# [TASK OBJECTIVE]
Your answer should be one number, namely how many lines in the listing below include the word "unconditionally".

# [RECORDS PROVIDED]

//! Storage trait definitions

use crate::relation::TagRelationRecord;
use std::path::Path;
use thiserror::Error;

/// Errors that can occur during storage operations
#[derive(Debug, Error)]
pub enum StorageError {
    #[error("Database error: {0}")]
    Database(#[from] rusqlite::Error),

    #[error("Serialization error: {0}")]
    Serialization(#[from] serde_json::Error),

    #[error("IO error: {0}")]
    Io(#[from] std::io::Error),
}

/// Result type for storage operations
pub type StorageResult<T> = Result<T, StorageError>;

/// A stored record together with the version stamp it was read at.
///
/// Version stamps are drawn from a store-wide clock, so a record that is
/// deleted and recreated never reuses a stamp a reader may still hold.
#[derive(Debug, Clone, PartialEq, Eq)]
pub struct Versioned {
    pub record: TagRelationRecord,
    pub version: u64,
}

/// Precondition a conditional write is checked against
#[derive(Debug, Clone, Copy, PartialEq, Eq)]
pub enum Expected {
    /// Write unconditionally
    Any,
    /// The key must not exist
    Absent,
    /// The key must exist at exactly this version
    Version(u64),
}

impl Expected {
    /// The precondition that holds if nothing changed since `read`
    pub fn from_read(read: Option<&Versioned>) -> Self {
        match read {
            Some(v) => Expected::Version(v.version),
            None => Expected::Absent,
        }
    }

    /// Check the precondition against the version currently stored, if any
    pub fn matches(self, current: Option<u64>) -> bool {
        match self {
            Expected::Any => true,
            Expected::Absent => current.is_none(),
            Expected::Version(v) => current == Some(v),
        }
    }
}

/// Result of a conditional write
#[derive(Debug, Clone, Copy, PartialEq, Eq)]
pub enum WriteOutcome {
    Applied,
    /// The precondition failed; nothing was written
    Conflict,
}

/// Trait for related-tag record stores
///
/// Records are keyed by tag name. Implementations must be thread-safe
/// (Send + Sync) and must evaluate the precondition of `save_if` and
/// `remove_if` atomically with the write itself.
pub trait RelationStore: Send + Sync {
    /// Load the record for a tag, with its current version stamp
    fn find_one(&self, tag: &str) -> StorageResult<Option<Versioned>>;

    /// Insert or fully replace a record if `expected` holds
    fn save_if(&self, record: &TagRelationRecord, expected: Expected) -> StorageResult<WriteOutcome>;

    /// Delete the record for a tag if `expected` holds.
    ///
    /// Deleting a missing key under `Any` or `Absent` is `Applied`.
    fn remove_if(&self, tag: &str, expected: Expected) -> StorageResult<WriteOutcome>;

    /// List all tag names that currently have a record, sorted
    fn list_tags(&self) -> StorageResult<Vec<String>>;

    /// Insert or fully replace a record unconditionally
    fn upsert(&self, record: &TagRelationRecord) -> StorageResult<()> {
        self.save_if(record, Expected::Any).map(|_| ())
    }

    /// Delete the record for a tag; missing keys are not an error
    fn delete(&self, tag: &str) -> StorageResult<()> {
        self.remove_if(tag, Expected::Any).map(|_| ())
    }
}

/// Extension trait for opening stores from paths
pub trait OpenStore: RelationStore + Sized {
    /// Open or create a store at the given path
    fn open(path: impl AsRef<Path>) -> StorageResult<Self>;

    /// Create an in-memory store (useful for testing)
    fn open_in_memory() -> StorageResult<Self>;
}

# [EXPECTED OUTPUT]
2